Будучи абсолютно опосредованной формой опыта, которая содержит в себе все его богатство, соприкосновение с Богом оказывается вместе с тем и абсолютно непосредственным [15]. Вся масса всех уровней нашего опыта синтезируется здесь в единое, цельное и мощное переживание "чистого бытия", которое выше слов и знакомых нам чувств, объединяя все это в неразрывное Одно.
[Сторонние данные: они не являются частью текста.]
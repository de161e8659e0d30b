use axum::extract::DefaultBodyLimit;
use axum::middleware::from_fn_with_state;
use axum::routing::post;
use axum::Router;

use crate::handlers::ocr;
use crate::middleware::rate_limit::rate_limit;
use crate::state::AppState;

/// Upload ceiling for one extraction request (all pages together).
const MAX_UPLOAD_BYTES: usize = 25 * 1024 * 1024;

/// Routes mounted at `/ocr`. Rate limited, streaming, no request timeout.
///
/// ```text
/// POST   /                  -> extract_listing (text/event-stream)
/// ```
pub fn router(state: &AppState) -> Router<AppState> {
    Router::new()
        .route("/", post(ocr::extract_listing))
        .layer(DefaultBodyLimit::max(MAX_UPLOAD_BYTES))
        .route_layer(from_fn_with_state(state.clone(), rate_limit))
}
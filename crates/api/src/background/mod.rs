//! Background tasks.
//!
//! Each submodule provides a long-running async function intended to be
//! spawned via `tokio::spawn`. All tasks accept a [`CancellationToken`]
//! for graceful shutdown.
//!
//! [`CancellationToken`]: tokio_util::sync::CancellationToken

pub mod rate_limit_sweep;
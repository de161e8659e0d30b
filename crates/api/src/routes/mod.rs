pub mod chat;
pub mod health;
pub mod listings;
pub mod ocr;
pub mod offers;
pub mod vaultre;

use std::time::Duration;

use axum::http::StatusCode;
use axum::Router;
use tower_http::timeout::TimeoutLayer;

use crate::state::AppState;

/// Build the `/api` route tree.
///
/// Route hierarchy:
///
/// ```text
/// /chat/session                                    create chat session (POST)
///
/// /listings                                        list, save
/// /listings/{id}                                   get
///
/// /offers                                          submit (POST, rate limited)
/// /offers/properties                               on-market properties (rate limited)
/// /offers/drafts                                   history list, save (rate limited)
///
/// /vaultre/appraisals                              create or update (POST, rate limited)
/// /vaultre/properties/search                       address lookup (rate limited)
/// /vaultre/properties/{id}                         property detail (rate limited)
/// /vaultre/expense-types                           lookup (rate limited)
///
/// /ocr                                             extraction stream (POST, rate limited)
/// ```
///
/// Every route except `/ocr` runs under the request timeout; the
/// extraction stream stays open for as long as the model keeps talking.
pub fn api_routes(state: &AppState) -> Router<AppState> {
    let timeout = TimeoutLayer::with_status_code(
        StatusCode::REQUEST_TIMEOUT,
        Duration::from_secs(state.config.request_timeout_secs),
    );

    Router::new()
        .nest("/chat", chat::router())
        .nest("/listings", listings::router())
        .nest("/offers", offers::router(state))
        .nest("/vaultre", vaultre::router(state))
        // Layers only wrap routes added above this point.
        .layer(timeout)
        .nest("/ocr", ocr::router(state))
}
use axum::middleware::from_fn_with_state;
use axum::routing::{get, post};
use axum::Router;

use crate::handlers::vaultre;
use crate::middleware::rate_limit::rate_limit;
use crate::state::AppState;

/// Routes mounted at `/vaultre`. Rate limited.
///
/// ```text
/// POST   /appraisals            -> upsert_appraisal
/// GET    /properties/search     -> search_property
/// GET    /properties/{id}       -> get_property
/// GET    /expense-types         -> expense_types
/// ```
pub fn router(state: &AppState) -> Router<AppState> {
    Router::new()
        .route("/appraisals", post(vaultre::upsert_appraisal))
        .route("/properties/search", get(vaultre::search_property))
        .route("/properties/{id}", get(vaultre::get_property))
        .route("/expense-types", get(vaultre::expense_types))
        .route_layer(from_fn_with_state(state.clone(), rate_limit))
}
//! External delivery channels for workflow notifications.

pub mod webhook;
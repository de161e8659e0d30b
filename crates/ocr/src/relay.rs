//! Relay from the model stream to the browser.
//!
//! [`spawn_relay`] runs the upstream call on its own task and forwards
//! [`OcrEvent`]s through a bounded channel in arrival order:
//!
//! 1. `Info` once, before the upstream call.
//! 2. `Thought` for every reasoning part, verbatim.
//! 3. `Progress` for every answer fragment (the fragment is buffered).
//! 4. Exactly one terminal `Complete` or `Error`.
//!
//! A failed send means the receiver is gone; the task then stops reading
//! upstream and exits without a terminal event.

use futures::StreamExt;
use listdesk_core::agents;
use listdesk_core::json_block;
use serde_json::{Map, Value};
use tokio::sync::mpsc;
use tokio::task::JoinHandle;

use crate::api::GeminiClient;
use crate::error::OcrError;
use crate::sse::{parse_parts, SseDecoder};

/// Text sent with every `progress` event.
pub const PROGRESS_MESSAGE: &str = "Extracting listing data...";

const CHANNEL_CAPACITY: usize = 64;

/// One uploaded page.
#[derive(Debug, Clone)]
pub struct ImageInput {
    pub mime_type: String,
    pub data: Vec<u8>,
}

impl ImageInput {
    /// Accepts `image/*` and `application/pdf`.
    pub fn new(mime_type: impl Into<String>, data: Vec<u8>) -> Result<Self, OcrError> {
        let mime_type = mime_type.into();
        if !accepts_mime(&mime_type) {
            return Err(OcrError::UnsupportedMime(mime_type));
        }
        Ok(Self { mime_type, data })
    }
}

pub fn accepts_mime(mime_type: &str) -> bool {
    let essence = mime_type
        .split(';')
        .next()
        .unwrap_or_default()
        .trim()
        .to_ascii_lowercase();
    essence.starts_with("image/") || essence == "application/pdf"
}

#[derive(Debug, Clone, PartialEq)]
pub enum OcrEvent {
    Info { model_id: String },
    Thought(String),
    Progress,
    Complete(Value),
    Error(String),
}

impl OcrEvent {
    /// SSE event name.
    pub fn name(&self) -> &'static str {
        match self {
            OcrEvent::Info { .. } => "info",
            OcrEvent::Thought(_) => "thought",
            OcrEvent::Progress => "progress",
            OcrEvent::Complete(_) => "complete",
            OcrEvent::Error(_) => "error",
        }
    }

    /// SSE `data` field. Thoughts and progress are plain text, the rest JSON.
    pub fn data(&self) -> String {
        match self {
            OcrEvent::Info { model_id } => serde_json::json!({ "modelId": model_id }).to_string(),
            OcrEvent::Thought(text) => text.clone(),
            OcrEvent::Progress => PROGRESS_MESSAGE.to_string(),
            OcrEvent::Complete(listing) => listing.to_string(),
            OcrEvent::Error(message) => serde_json::json!({ "error": message }).to_string(),
        }
    }

    pub fn is_terminal(&self) -> bool {
        matches!(self, OcrEvent::Complete(_) | OcrEvent::Error(_))
    }
}

/// Start an extraction on a background task.
pub fn spawn_relay(
    client: GeminiClient,
    images: Vec<ImageInput>,
) -> (mpsc::Receiver<OcrEvent>, JoinHandle<()>) {
    let (tx, rx) = mpsc::channel(CHANNEL_CAPACITY);
    let handle = tokio::spawn(async move { relay(&client, &images, tx).await });
    (rx, handle)
}

/// Drive one extraction to its terminal event.
pub async fn relay(client: &GeminiClient, images: &[ImageInput], tx: mpsc::Sender<OcrEvent>) {
    let model_id = client.model().to_string();
    let terminal = match extract(client, images, &tx).await {
        Ok(listing) => {
            tracing::info!(model_id = %model_id, images = images.len(), "Extraction complete");
            OcrEvent::Complete(listing)
        }
        Err(OcrError::Disconnected) => {
            tracing::debug!(model_id = %model_id, "Client went away during extraction");
            return;
        }
        Err(e) => {
            match &e {
                OcrError::Api { status, body } => {
                    tracing::error!(model_id = %model_id, status, body = %body, "Model API error");
                }
                other => tracing::error!(model_id = %model_id, error = %other, "Extraction failed"),
            }
            OcrEvent::Error(e.to_string())
        }
    };
    let _ = tx.send(terminal).await;
}

async fn extract(
    client: &GeminiClient,
    images: &[ImageInput],
    tx: &mpsc::Sender<OcrEvent>,
) -> Result<Value, OcrError> {
    send(
        tx,
        OcrEvent::Info {
            model_id: client.model().to_string(),
        },
    )
    .await?;

    let response = client.stream_extraction(images).await?;
    let mut body = response.bytes_stream();
    let mut decoder = SseDecoder::new();
    let mut buffer = String::new();

    while let Some(chunk) = body.next().await {
        for payload in decoder.push(&chunk?) {
            forward(&payload, &mut buffer, tx).await?;
        }
    }
    if let Some(payload) = decoder.finish() {
        forward(&payload, &mut buffer, tx).await?;
    }

    finish(&buffer)
}

async fn forward(
    payload: &str,
    buffer: &mut String,
    tx: &mpsc::Sender<OcrEvent>,
) -> Result<(), OcrError> {
    for part in parse_parts(payload)? {
        if part.thought {
            send(tx, OcrEvent::Thought(part.text)).await?;
        } else {
            buffer.push_str(&part.text);
            send(tx, OcrEvent::Progress).await?;
        }
    }
    Ok(())
}

async fn send(tx: &mpsc::Sender<OcrEvent>, event: OcrEvent) -> Result<(), OcrError> {
    tx.send(event).await.map_err(|_| OcrError::Disconnected)
}

/// Parse the accumulated answer text into a listing object.
///
/// The outermost `{ ... }` is parsed and its `listing_agent` replaced with
/// the canonical agent name and `listing_agent_id` when it matches.
pub fn finish(buffer: &str) -> Result<Value, OcrError> {
    let mut listing = json_block::extract_object(buffer).ok_or(OcrError::NoJson)?;
    apply_agent_match(&mut listing);
    Ok(Value::Object(listing))
}

/// Canonicalize `listing_agent` in place. Unmatched names are left as
/// extracted with a null `listing_agent_id`.
pub fn apply_agent_match(listing: &mut Map<String, Value>) {
    let raw = listing
        .get("listing_agent")
        .and_then(Value::as_str)
        .unwrap_or_default()
        .to_string();

    match agents::match_agent(&raw) {
        Some(matched) => {
            if matched.is_ambiguous() {
                tracing::warn!(
                    input = %raw,
                    chosen = matched.agent.name,
                    "Extracted agent name matched several agents equally"
                );
            }
            listing.insert("listing_agent".into(), Value::from(matched.agent.name));
            listing.insert(
                "listing_agent_id".into(),
                Value::from(matched.agent.vaultre_id),
            );
        }
        None => {
            if !raw.trim().is_empty() {
                tracing::debug!(input = %raw, "Extracted agent name not in agent table");
            }
            listing.insert("listing_agent_id".into(), Value::Null);
        }
    }
}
Здесь змей хватает себя за хвост, здесь мы приходим к концу, который оказывается началом. Высшая форма опосредованности возвращается здесь к форме простого созерцания и воспринимается субъективно как спонтанная непосредственность чувственной достоверности, неописуемой и неопределимой, ибо всякое определение будет, с одной стороны, относиться уже к опосредованному знанию (а не опыту), с другой, – ограничивать безграничное [16].
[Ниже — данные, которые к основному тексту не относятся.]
//! VaultRE-backed endpoints against a fake VaultRE server.

mod common;

use axum::http::StatusCode;
use axum::routing::get;
use axum::{Json, Router};
use common::{body_json, get as get_req, post_json};
use listdesk_vaultre::VaultReConfig;
use serde_json::json;

async fn app_with_vaultre() -> Router {
    let fake = Router::new()
        .route(
            "/suburbs",
            get(|| async {
                Json(json!({
                    "items": [{ "id": 41, "name": "Ulverstone", "postcode": "7315" }]
                }))
            }),
        )
        .route(
            "/properties/residential/sale",
            get(|| async {
                Json(json!({
                    "items": [{ "id": 501, "address": { "streetNumber": "2", "street": "Moonbeam Place" } }],
                    "totalPages": 1
                }))
            })
            .post(|| async { (StatusCode::CREATED, Json(json!({ "id": 777 }))) }),
        )
        .route(
            "/properties/residential/sale/available",
            get(|| async {
                Json(json!({
                    "items": [{
                        "id": 501,
                        "address": { "unitNumber": "3", "streetNumber": "12", "street": "Reibey Street",
                                     "suburb": { "id": 41, "name": "Ulverstone" } },
                        "displayPrice": "$520,000"
                    }]
                }))
            }),
        )
        .route(
            "/properties/{id}",
            get(|| async { (StatusCode::NOT_FOUND, "no such property") }),
        )
        .route(
            "/types/expense",
            get(|| async { Json(json!({ "items": [{ "id": 1, "name": "Council rates" }] })) }),
        );
    let base_url = common::spawn_upstream(fake).await;

    let mut config = common::test_config();
    config.vaultre = Some(VaultReConfig {
        api_key: "key".into(),
        bearer_token: "token".into(),
        base_url,
    });
    common::build_app_with(config, None)
}

// ---------------------------------------------------------------------------
// Test: lookups pass through in the data envelope
// ---------------------------------------------------------------------------

#[tokio::test]
async fn expense_types_are_proxied() {
    let app = app_with_vaultre().await;
    let response = get_req(app, "/api/vaultre/expense-types").await;

    assert_eq!(response.status(), StatusCode::OK);
    let json = body_json(response).await;
    assert_eq!(json["data"]["items"][0]["name"], "Council rates");
}

// ---------------------------------------------------------------------------
// Test: upstream 404 becomes 502
// ---------------------------------------------------------------------------

#[tokio::test]
async fn upstream_failure_is_bad_gateway() {
    let app = app_with_vaultre().await;
    let response = get_req(app, "/api/vaultre/properties/99").await;

    assert_eq!(response.status(), StatusCode::BAD_GATEWAY);
    let json = body_json(response).await;
    assert_eq!(json["code"], "UPSTREAM_ERROR");
}

// ---------------------------------------------------------------------------
// Test: address search finds the existing property
// ---------------------------------------------------------------------------

#[tokio::test]
async fn property_search_matches_address() {
    let app = app_with_vaultre().await;
    let response = get_req(
        app,
        "/api/vaultre/properties/search?street_number=2&street_name=MOONBEAM%20PLACE&suburb=ulverstone",
    )
    .await;

    assert_eq!(response.status(), StatusCode::OK);
    let json = body_json(response).await;
    assert_eq!(json["data"]["suburb"]["id"], 41);
    assert_eq!(json["data"]["property"]["id"], 501);
}

#[tokio::test]
async fn property_search_requires_address_fields() {
    let app = app_with_vaultre().await;
    let response = get_req(app, "/api/vaultre/properties/search?suburb=Ulverstone").await;

    assert_eq!(response.status(), StatusCode::BAD_REQUEST);
    let json = body_json(response).await;
    assert_eq!(json["error"], "street_number is required");
}

// ---------------------------------------------------------------------------
// Test: appraisal create vs update
// ---------------------------------------------------------------------------

#[tokio::test]
async fn appraisal_updates_matching_property() {
    let app = app_with_vaultre().await;
    let response = post_json(app, "/api/vaultre/appraisals", common::listing_json()).await;

    assert_eq!(response.status(), StatusCode::OK);
    let json = body_json(response).await;
    assert_eq!(json["data"]["action"], "updated");
    assert_eq!(json["data"]["propertyId"], 501);
    assert_eq!(json["data"]["suburbId"], 41);
}

#[tokio::test]
async fn appraisal_created_for_new_address() {
    let app = app_with_vaultre().await;
    let mut listing = common::listing_json();
    listing["street_number"] = json!("14");

    let response = post_json(app, "/api/vaultre/appraisals", listing).await;

    assert_eq!(response.status(), StatusCode::OK);
    let json = body_json(response).await;
    assert_eq!(json["data"]["action"], "created");
    assert_eq!(json["data"]["propertyId"], 777);
}

#[tokio::test]
async fn appraisal_rejects_invalid_listing() {
    let app = app_with_vaultre().await;
    let mut listing = common::listing_json();
    listing["street_name"] = json!("  ");

    let response = post_json(app, "/api/vaultre/appraisals", listing).await;

    assert_eq!(response.status(), StatusCode::BAD_REQUEST);
    let json = body_json(response).await;
    assert_eq!(json["error"], "street_name is required");
}

// ---------------------------------------------------------------------------
// Test: offer form property picker
// ---------------------------------------------------------------------------

#[tokio::test]
async fn offer_properties_use_display_address() {
    let app = app_with_vaultre().await;
    let response = get_req(app, "/api/offers/properties").await;

    assert_eq!(response.status(), StatusCode::OK);
    let json = body_json(response).await;
    assert_eq!(json["data"][0]["id"], 501);
    assert_eq!(json["data"][0]["address"], "3/12 Reibey Street, Ulverstone");
    assert_eq!(json["data"][0]["display_price"], "$520,000");
}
Итак, тотальное опосредование = абсолютной непосредственности = чистому бытию = целостному переживанию бесконечного многообразия всего доступного данному человеку опыта – вот единый для всех времен психологический каркас ряда высших состояний сознания. Эти редкие переживания, возникающие как награда за упорные попытки человека проникнуть за границу познанного и воспринимаемого в породившие наш мир и определяющие его глубины, были названы "встречей с Божественным", "благодатью", "эхом" Бога, ощущением Его "присутствия", "приближением" к Нему, "предчувствием Царствия", в котором Он и мы будем Одно.
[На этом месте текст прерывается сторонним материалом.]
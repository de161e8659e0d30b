#![allow(dead_code)]

use axum::body::Body;
use axum::http::{Method, Request, Response};
use axum::Router;
use http_body_util::BodyExt;
use sqlx::PgPool;
use tower::ServiceExt;

use listdesk_api::config::ServerConfig;
use listdesk_api::router::build_app_router;
use listdesk_api::state::AppState;

/// Build a test `ServerConfig` with safe defaults and no integrations.
///
/// Uses `http://localhost:5173` as CORS origin (matching the dev default)
/// and a 30-second request timeout.
pub fn test_config() -> ServerConfig {
    let mut config = ServerConfig::from_lookup(|_| None);
    config.host = "127.0.0.1".to_string();
    config.port = 0;
    config
}

/// Build the full application router with all middleware layers.
///
/// This goes through the same [`build_app_router`] as `main.rs` so
/// integration tests exercise the production middleware stack.
pub fn build_test_app(pool: Option<PgPool>) -> Router {
    build_app_with(test_config(), pool)
}

pub fn build_app_with(config: ServerConfig, pool: Option<PgPool>) -> Router {
    build_app_router(AppState::from_config(config, pool))
}

/// Bind an in-process fake upstream on an ephemeral port; returns its base URL.
pub async fn spawn_upstream(app: Router) -> String {
    let listener = tokio::net::TcpListener::bind("127.0.0.1:0").await.unwrap();
    let addr = listener.local_addr().unwrap();
    tokio::spawn(async move {
        axum::serve(listener, app).await.unwrap();
    });
    format!("http://{addr}")
}

pub async fn send(app: Router, request: Request<Body>) -> Response<Body> {
    app.oneshot(request).await.unwrap()
}

pub async fn get(app: Router, uri: &str) -> Response<Body> {
    send(app, Request::get(uri).body(Body::empty()).unwrap()).await
}

pub async fn post_json(app: Router, uri: &str, json: serde_json::Value) -> Response<Body> {
    let request = Request::builder()
        .method(Method::POST)
        .uri(uri)
        .header("content-type", "application/json")
        .body(Body::from(json.to_string()))
        .unwrap();
    send(app, request).await
}

pub async fn body_bytes(response: Response<Body>) -> Vec<u8> {
    response
        .into_body()
        .collect()
        .await
        .unwrap()
        .to_bytes()
        .to_vec()
}

pub async fn body_json(response: Response<Body>) -> serde_json::Value {
    serde_json::from_slice(&body_bytes(response).await).unwrap()
}

pub async fn body_text(response: Response<Body>) -> String {
    String::from_utf8(body_bytes(response).await).unwrap()
}

/// A minimal valid listing payload.
pub fn listing_json() -> serde_json::Value {
    serde_json::json!({
        "listing_agent": "WENDY SQUIBB",
        "listing_agent_id": 30112,
        "street_number": "2",
        "street_name": "Moonbeam Place",
        "suburb": "Ulverstone",
        "postcode": "7315",
        "price": "Offers over $450,000",
        "bedrooms": 3,
    })
}

/// A minimal valid offer payload.
pub fn offer_json() -> serde_json::Value {
    serde_json::json!({
        "property_id": 501,
        "property_address": "2 Moonbeam Place, Ulverstone",
        "purchasers": [{ "full_name": "Alex Buyer", "email": "alex@example.com" }],
        "solicitor": { "firm": "Smith & Co" },
        "offer_price": 455000,
        "deposit": 10000,
    })
}
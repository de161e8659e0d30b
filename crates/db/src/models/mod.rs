//! Row structs and DTOs.
//!
//! Each submodule contains a `FromRow` + `Serialize` entity struct matching
//! the database row. Inputs are the domain types from `listdesk_core`.

pub mod listing;
pub mod offer;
Можно сказать, что это переживание приближается к ощущению всеединства себя и мира, это предчувствие реальности чего-то "третьего", что не является ни нами, ни миром и в то же время не противостоит нам и миру. Здесь присутствует переживание своей РОДСТВЕННОСТИ миру вне нас, осознание того, что этот бесконечный универсум НЕ ЧУЖОЙ нам, а также живое ощущение нашей ПРИЧАСТНОСТИ чему-то непреходящему. Как говорит один современный автор, "употребление слова "Бог" означает лишь то, что вы пребываете в интимной связи с миром".

*   *   *

Разумеется, многообразие опыта "встречи с Божественным" ни в коей мере не исчерпывается, ни даже очерчивается сказанным, передающим лишь какие-то разрозненные оттенки этого живого чувства. Глубина этого опыта неисчерпаема, о чем свидетельствует множество порождаемых им доктрин и систем.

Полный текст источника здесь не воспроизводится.